Thursday, July 23, 2009

Small is Beautiful and Yummy is Yummy

One of my favorite places to go in the neighborhood is Foster & Dobbs Authentic Foods, on the corner of 15th & Brazee in NE Portland. The store celebrates artisanal foods and products from small producers, featuring European and American farmstead cheese, cured meats, craft beer, wine, and fine groceries. The store's Web site sums up their buying philosophy: "We seek out foods made by people with a passion for quality, integrity, and flavor. Many of our products are from family farms and small businesses dedicated to place and tradition."

Gotta love that! They're great at recommending specific foods and beverages, and they're happy to let you have a taste before you buy (at least of the meats and cheeses). They also offer delicious meals made from their yummy treats, and they offer their own version of happy hour, which they call Pause -- some nibblies and a glass of wine, perfect after a day of work or after a walk through our wonderful neighborhood. (In fact, while I was enjoying this year's Irvington Home Tour I took advantage of their location to stop, sit, and enjoy some sustenance. Yum!!!)

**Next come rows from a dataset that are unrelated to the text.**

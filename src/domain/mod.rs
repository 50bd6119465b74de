// Domain types and value objects
mod coin_row;
mod market_point;
mod price_point;
mod symbol;

// Re-export commonly used types to the world
pub use coin_row::{ChangeDirection, CoinRow};
pub use market_point::{MarketPoint, latest_point};
pub use price_point::{CoinSnapshot, PricePoint, latest_snapshot};
pub use symbol::Symbol;
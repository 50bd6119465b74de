//! Headless dump of the dashboard data: top coins, the market overview and
//! optionally one symbol's price history, printed as terminal tables.

#[cfg(target_arch = "wasm32")]
fn main() {}

#[cfg(not(target_arch = "wasm32"))]
mod native {
    use std::process::ExitCode;

    use anyhow::Result;
    use clap::Parser;
    use futures::future::OptionFuture;
    use tabled::{Table, Tabled, settings::Style};

    use coin_deck::{
        API, ApiClientConfig, HttpMarketApi, MarketApi,
        domain::{CoinRow, MarketPoint, PricePoint, Symbol},
        error::FetchResult,
        ui::table::CoinTableRow,
        utils::{format_number, format_usd},
    };

    #[derive(Parser, Debug)]
    #[command(author, version, about = "Print dashboard data to the terminal", long_about = None)]
    struct Args {
        /// Base URL of the dashboard REST API
        #[arg(long, default_value = API.base_url)]
        api_base: String,

        /// Also print the price history of this symbol
        #[arg(long)]
        symbol: Option<String>,

        /// Number of coins requested (0 leaves it to the backend)
        #[arg(long, default_value_t = API.top_coins_limit)]
        top_limit: u32,

        /// Rows printed per series
        #[arg(long, default_value_t = 10)]
        rows: usize,

        /// Per-request timeout in milliseconds
        #[arg(long, default_value_t = API.client.timeout_ms)]
        timeout_ms: u64,
    }

    #[derive(Tabled)]
    struct CoinLine {
        #[tabled(rename = "#")]
        rank: String,
        #[tabled(rename = "Name")]
        name: String,
        #[tabled(rename = "Symbol")]
        symbol: String,
        #[tabled(rename = "Price")]
        price: String,
        #[tabled(rename = "Market Cap")]
        market_cap: String,
        #[tabled(rename = "Volume (24h)")]
        volume_24h: String,
        #[tabled(rename = "Change (24h)")]
        change: String,
    }

    impl From<CoinTableRow> for CoinLine {
        fn from(row: CoinTableRow) -> Self {
            Self {
                rank: row.rank,
                name: row.name,
                symbol: row.symbol,
                price: row.price,
                market_cap: row.market_cap,
                volume_24h: row.volume_24h,
                change: row.change,
            }
        }
    }

    #[derive(Tabled)]
    struct SeriesLine {
        #[tabled(rename = "Date")]
        date_key: String,
        #[tabled(rename = "Value")]
        value: String,
        #[tabled(rename = "Details")]
        details: String,
    }

    fn overview_line(point: &MarketPoint) -> SeriesLine {
        let mut details = Vec::new();
        if let Some(coins) = point.total_coins {
            details.push(format!("{} coins", format_number(coins as f64)));
        }
        if let Some(volume) = point.total_volume {
            details.push(format!("vol {}", format_usd(volume)));
        }
        if let Some(leader) = &point.top_coin {
            details.push(format!("leader {}", leader));
        }
        SeriesLine {
            date_key: point.date_key.clone(),
            value: format_usd(point.total_market_cap),
            details: details.join(", "),
        }
    }

    fn price_line(point: &PricePoint) -> SeriesLine {
        let details = point
            .snapshot
            .as_ref()
            .and_then(|s| s.rank.map(|rank| format!("rank {}", rank)))
            .unwrap_or_default();
        SeriesLine {
            date_key: point.date_key.clone(),
            value: format_usd(point.price),
            details,
        }
    }

    /// Prints one section, or its error. Returns whether it succeeded.
    fn print_section<T>(
        title: &str,
        result: FetchResult<Vec<T>>,
        render: impl FnOnce(Vec<T>) -> String,
    ) -> bool {
        println!("\n== {} ==", title);
        match result {
            Ok(rows) if rows.is_empty() => {
                println!("(no rows)");
                true
            }
            Ok(rows) => {
                println!("{}", render(rows));
                true
            }
            Err(err) => {
                log::error!("{} failed: {}", title, err);
                eprintln!("{} failed: {}", title, err);
                false
            }
        }
    }

    fn render_table<R: Tabled>(lines: impl IntoIterator<Item = R>) -> String {
        Table::new(lines).with(Style::rounded()).to_string()
    }

    pub async fn run() -> Result<ExitCode> {
        let args = Args::parse();
        let config = ApiClientConfig {
            timeout_ms: args.timeout_ms,
            top_coins_limit: (args.top_limit > 0).then_some(args.top_limit),
            ..ApiClientConfig::default()
        }
        .with_base_url(args.api_base.clone())
        .validated()?;
        let symbol = args.symbol.as_deref().map(Symbol::parse).transpose()?;

        let api = HttpMarketApi::new(config)?;
        let analyst: OptionFuture<_> = symbol.as_ref().map(|s| api.analyst(s)).into();
        let (top, overview, history) = futures::join!(api.top_coins(), api.overview(), analyst);

        let rows = args.rows;
        let mut ok = print_section("Top Coins", top, |coins: Vec<CoinRow>| {
            render_table(
                coins
                    .iter()
                    .map(CoinTableRow::from)
                    .map(CoinLine::from),
            )
        });
        ok &= print_section("Market Overview", overview, |points| {
            render_table(points.iter().take(rows).map(overview_line))
        });
        if let (Some(symbol), Some(history)) = (&symbol, history) {
            let title = format!("{} Price", symbol.display());
            ok &= print_section(&title, history, |points| {
                render_table(points.iter().take(rows).map(price_line))
            });
        }

        Ok(if ok { ExitCode::SUCCESS } else { ExitCode::FAILURE })
    }
}

#[cfg(not(target_arch = "wasm32"))]
#[tokio::main]
async fn main() -> anyhow::Result<std::process::ExitCode> {
    env_logger::Builder::new()
        .filter(None, log::LevelFilter::Warn)
        .filter(Some("coin_deck"), log::LevelFilter::Info)
        .parse_default_env()
        .init();

    native::run().await
}
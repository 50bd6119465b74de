#![cfg_attr(not(debug_assertions), windows_subsystem = "windows")] // Windows release: hide console window
use coin_deck::{Cli, run_app};

#[cfg(not(target_arch = "wasm32"))]
use {clap::Parser, eframe::NativeOptions, std::panic};

#[cfg(target_arch = "wasm32")]
use wasm_bindgen::{JsCast, prelude::*};

#[cfg(target_arch = "wasm32")]
#[wasm_bindgen]
pub fn _keep_alive() {}

#[cfg(target_arch = "wasm32")]
fn main() {}

#[cfg(target_arch = "wasm32")]
pub fn init_log() {
    let (global_level, my_code_level) = if cfg!(debug_assertions) {
        (log::LevelFilter::Warn, log::LevelFilter::Info)
    } else {
        (log::LevelFilter::Error, log::LevelFilter::Warn)
    };

    let _ = fern::Dispatch::new()
        .level(global_level)
        .level_for("coin_deck", my_code_level)
        .chain(fern::Output::call(|record| {
            let msg = record.args().to_string();
            match record.level() {
                log::Level::Error => web_sys::console::error_1(&msg.into()),
                log::Level::Warn => web_sys::console::warn_1(&msg.into()),
                log::Level::Info => web_sys::console::info_1(&msg.into()),
                log::Level::Debug | log::Level::Trace => web_sys::console::log_1(&msg.into()),
            }
        }))
        .apply();
}

#[cfg(target_arch = "wasm32")]
#[wasm_bindgen(start)]
pub async fn start() -> Result<(), wasm_bindgen::JsValue> {
    console_error_panic_hook::set_once();
    init_log();

    let document = web_sys::window()
        .and_then(|w| w.document())
        .ok_or("no document on the global window")?;
    let canvas = document
        .get_element_by_id("the_canvas_id")
        .ok_or("failed to find canvas with id 'the_canvas_id'")?
        .dyn_into::<web_sys::HtmlCanvasElement>()
        .map_err(|_| "the_canvas_id was not a valid HtmlCanvasElement")?;

    let args = Cli::default();

    eframe::WebRunner::new()
        .start(
            canvas,
            eframe::WebOptions::default(),
            Box::new(|cc| Ok(Box::new(run_app(cc, args)?))),
        )
        .await
}

#[cfg(not(target_arch = "wasm32"))]
fn main() -> eframe::Result {
    panic::set_hook(Box::new(|info| {
        let backtrace = std::backtrace::Backtrace::force_capture();
        log::error!("CRITICAL PANIC:\n{}\nStack Trace:\n{}", info, backtrace);
    }));

    let (global_level, my_code_level) = if cfg!(debug_assertions) {
        (log::LevelFilter::Warn, log::LevelFilter::Info)
    } else {
        (log::LevelFilter::Error, log::LevelFilter::Warn)
    };

    let mut builder = env_logger::Builder::new();

    builder
        .filter(None, global_level)
        .filter(Some("coin_deck"), my_code_level)
        .parse_default_env()
        .init();

    let args = Cli::parse();
    if let Err(err) = args.client_config() {
        log::error!("{:#}", err);
        eprintln!("coin-deck: {:#}", err);
        std::process::exit(2);
    }

    let options = NativeOptions {
        viewport: eframe::egui::ViewportBuilder::default()
            .with_inner_size([1200.0, 820.0])
            .with_title("Crypto Dashboard"),
        ..Default::default()
    };

    eframe::run_native(
        "Crypto Dashboard",
        options,
        Box::new(move |cc| Ok(Box::new(run_app(cc, args)?))),
    )
}
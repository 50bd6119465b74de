//! Wire shapes of the backend responses and their conversion into domain rows.

use serde::{Deserialize, Deserializer};

use crate::domain::{CoinRow, CoinSnapshot, MarketPoint, PricePoint};

/// Every endpoint wraps its rows as `{ "data": [...] }`.
#[derive(Debug, Deserialize)]
pub struct Envelope<T> {
    pub data: Vec<T>,
}

#[derive(Debug, Deserialize)]
pub struct CoinRecord {
    #[serde(rename = "MarketCapRank")]
    pub market_cap_rank: u32,
    #[serde(rename = "CoinName")]
    pub coin_name: String,
    #[serde(rename = "Symbol")]
    pub symbol: String,
    #[serde(rename = "Price")]
    pub price: f64,
    #[serde(rename = "MarketCap")]
    pub market_cap: f64,
    #[serde(rename = "Volume24h")]
    pub volume_24h: f64,
    #[serde(rename = "PctChange24h")]
    pub pct_change_24h: f64,
}

#[derive(Debug, Deserialize)]
pub struct OverviewRecord {
    #[serde(rename = "DateKey", deserialize_with = "date_key")]
    pub date_key: String,
    #[serde(rename = "TotalMarketCap")]
    pub total_market_cap: f64,
    #[serde(rename = "TotalCoins", default)]
    pub total_coins: Option<u32>,
    #[serde(rename = "TotalVolume", default)]
    pub total_volume: Option<f64>,
    #[serde(rename = "Top1_Coin", default)]
    pub top1_coin: Option<String>,
    #[serde(rename = "Top1_MarketCap", default)]
    pub top1_market_cap: Option<f64>,
}

#[derive(Debug, Deserialize)]
pub struct AnalystRecord {
    #[serde(rename = "DateKey", deserialize_with = "date_key")]
    pub date_key: String,
    #[serde(rename = "Price")]
    pub price: f64,
    #[serde(rename = "CoinName", default)]
    pub coin_name: Option<String>,
    #[serde(rename = "MarketCapRank", default)]
    pub market_cap_rank: Option<u32>,
    #[serde(rename = "MarketCap", default)]
    pub market_cap: Option<f64>,
    #[serde(rename = "Volume24h", default)]
    pub volume_24h: Option<f64>,
    #[serde(rename = "PctChange24h", default)]
    pub pct_change_24h: Option<f64>,
}

/// Date keys arrive as `"2024-01-01"` or as the warehouse integer `20240101`.
fn date_key<'de, D>(deserializer: D) -> Result<String, D::Error>
where
    D: Deserializer<'de>,
{
    #[derive(Deserialize)]
    #[serde(untagged)]
    enum RawDateKey {
        Text(String),
        Int(i64),
    }

    Ok(match RawDateKey::deserialize(deserializer)? {
        RawDateKey::Text(text) => text,
        RawDateKey::Int(n) => n.to_string(),
    })
}

impl From<CoinRecord> for CoinRow {
    fn from(r: CoinRecord) -> Self {
        CoinRow {
            rank: r.market_cap_rank,
            name: r.coin_name,
            symbol: r.symbol,
            price: r.price,
            market_cap: r.market_cap,
            volume_24h: r.volume_24h,
            pct_change_24h: r.pct_change_24h,
        }
    }
}

impl From<OverviewRecord> for MarketPoint {
    fn from(r: OverviewRecord) -> Self {
        MarketPoint {
            date_key: r.date_key,
            total_market_cap: r.total_market_cap,
            total_coins: r.total_coins,
            total_volume: r.total_volume,
            top_coin: r.top1_coin,
            top_coin_market_cap: r.top1_market_cap,
        }
    }
}

impl From<AnalystRecord> for PricePoint {
    fn from(r: AnalystRecord) -> Self {
        let snapshot = CoinSnapshot {
            coin_name: r.coin_name,
            rank: r.market_cap_rank,
            market_cap: r.market_cap,
            volume_24h: r.volume_24h,
            pct_change_24h: r.pct_change_24h,
        };
        PricePoint {
            date_key: r.date_key,
            price: r.price,
            snapshot: (!snapshot.is_empty()).then_some(snapshot),
        }
    }
}

/// Parses a response body and converts each record, keeping sequence order.
pub fn decode_rows<R, T>(body: &[u8]) -> Result<Vec<T>, serde_json::Error>
where
    R: for<'de> Deserialize<'de>,
    T: From<R>,
{
    let envelope: Envelope<R> = serde_json::from_slice(body)?;
    Ok(envelope.data.into_iter().map(T::from).collect())
}

#[cfg(test)]
mod tests {
    use super::*;

    #[test]
    fn coin_records_map_onto_rows() {
        let body = br#"{"data":[{"MarketCapRank":1,"CoinName":"Bitcoin","Symbol":"btc","Price":65000,"MarketCap":1.2e12,"Volume24h":3e10,"PctChange24h":-1.5}]}"#;
        let rows: Vec<CoinRow> = decode_rows::<CoinRecord, _>(body).unwrap();
        assert_eq!(rows.len(), 1);
        assert_eq!(rows[0].rank, 1);
        assert_eq!(rows[0].symbol, "btc");
        assert_eq!(rows[0].market_cap, 1.2e12);
        assert_eq!(rows[0].pct_change_24h, -1.5);
    }

    #[test]
    fn date_keys_accept_text_and_integers_in_order() {
        let body = br#"{"data":[
            {"DateKey":"2024-01-01","TotalMarketCap":1.1e12},
            {"DateKey":20240102,"TotalMarketCap":1.15e12,"TotalCoins":300,"Top1_Coin":"Bitcoin"}
        ]}"#;
        let points: Vec<MarketPoint> = decode_rows::<OverviewRecord, _>(body).unwrap();
        let keys: Vec<&str> = points.iter().map(|p| p.date_key.as_str()).collect();
        assert_eq!(keys, ["2024-01-01", "20240102"]);
        assert_eq!(points[1].total_coins, Some(300));
        assert_eq!(points[1].top_coin.as_deref(), Some("Bitcoin"));
        assert!(points[0].total_volume.is_none());
    }

    #[test]
    fn analyst_snapshot_only_when_columns_present() {
        let body = br#"{"data":[
            {"DateKey":20240101,"Price":2300.5},
            {"DateKey":20240102,"Price":2310.0,"CoinName":"Ethereum","MarketCapRank":2}
        ]}"#;
        let points: Vec<PricePoint> = decode_rows::<AnalystRecord, _>(body).unwrap();
        assert!(points[0].snapshot.is_none());
        let snap = points[1].snapshot.as_ref().unwrap();
        assert_eq!(snap.rank, Some(2));
        assert_eq!(snap.coin_name.as_deref(), Some("Ethereum"));
    }

    #[test]
    fn missing_data_field_is_an_error() {
        assert!(decode_rows::<CoinRecord, CoinRow>(br#"{"rows":[]}"#).is_err());
        assert!(decode_rows::<CoinRecord, CoinRow>(b"<html>oops</html>").is_err());
        assert!(decode_rows::<CoinRecord, CoinRow>(br#"{"data":null}"#).is_err());
    }

    #[test]
    fn empty_data_is_fine() {
        let points: Vec<PricePoint> = decode_rows::<AnalystRecord, _>(br#"{"data":[]}"#).unwrap();
        assert!(points.is_empty());
    }
}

Here's a little background on the shop and it's owners, Tim Wilson and Luan Schooler, taken from their Web site:

"With a nod to our family history, the shop’s name is drawn from our mothers’ maiden names. The Fosters (Tim’s family) have been beekeepers for seven generations and in Oregon since 1910. On the Dobbs side of the family we are restaurateurs, ranchers, and coffee farmers.

"Foster & Dobbs opened the week before Thanksgiving 2005. The shop had long been a dream of ours. We love food! Our professional backgrounds are in the arts. Luan was a theatre artist for many years and most recently served as Literary Manager and Dramaturge at Berkeley Repertory Theatre. Tim has 20 years in arts administration and currently serves as Executive Director of the Western Arts Alliance. We really see the shop as an extension of our artistic work—we think of our roles here as curators and storytellers."

I love that the shop's name comes from Tim and Luan's mother's maiden names. Back in my past life I worked for a publishing company, Prentice Hall, that was started by two guys named Gerstenberg and Ettinger, who had the good sense to also name their company after their mother's maiden names, Prentice and Hall.

Luan is the one who turned me on to comte cheese. I was going on a hike with a friend, to be followed by a picnic (the picnic being the carrot that would get me through the hike). We stopped at Foster & Dobb's on our way out to the gorge to pick up some nibblies for the picnic, and one of the items Luan recommended (all were exquisitely wonderful) was some comte cheese, and I've been hooked ever since.

In July Foster & Dobbs is doing a series of Friday wine tastings, from 4:30 to 6:30. The July 31st tasting features wines from Truchard Vineyards in the Carneros region of Napa Valley. I've always LOVED wines from the Carneros region. A few years ago a friend and I went on a jaunt down to California wine country to do a little shopping and tasting, and we discovered Truchard and boy were we happy we did! The wines were wonderful and the people were wonderful, and we came back to Oregon with a car filled with great wines. (I even have some left in my wine cellar but, sadly, not any of the Truchard.)

Here's some information about Truchard Vineyards, taken from their Web site:

Truchard Vineyards was established in 1974, when Tony and Jo Ann Truchard came to the Carneros region of the Napa Valley and purchased a 20 acre parcel of land. They transformed what was an abandoned prune orchard into a vineyard and began selling the fruit to a local winery. The Truchards now sell grapes to more than 20 premiere Napa Valley wineries.

The Truchard Estate Vineyard is a series of hills and valleys, which contain a variety of soils: clay, shale, sandstone, volcanic rock and ash. The various combinations of terrain, geology, and marine-moderated temperatures provide unique winegrowing conditions. Currently the vineyard grows 10 different grape varieties, making it one of the most diverse estate vineyards in California.

In 1989, the Truchards began making wine for themselves using only their estate-grown fruit. With the addition of a 10,500 square foot wine cave, the winery has become a beautiful, modern facility. The winery makes 11 different wines, producing a total of 16,000 cases per year.

Truchard wines are produced with the vineyard in mind. We always will consider ourselves “a big vineyard and a small winery”. The wines are hand-crafted using traditional winemaking techniques and exemplify the high quality fruit of the Truchard Estate Vineyard. They are truly: “wines with a sense of place”.

Unfortunately, I'm working at the store that evening, but there's no reason why YOU can't go taste some great Truchard wines in my stead. Or maybe I should just close the store a little early.....But if you can't hit the Truchard tasting, try for one of the others, or just head over there any old time for a little culinary delight. And tell them Sally says hi!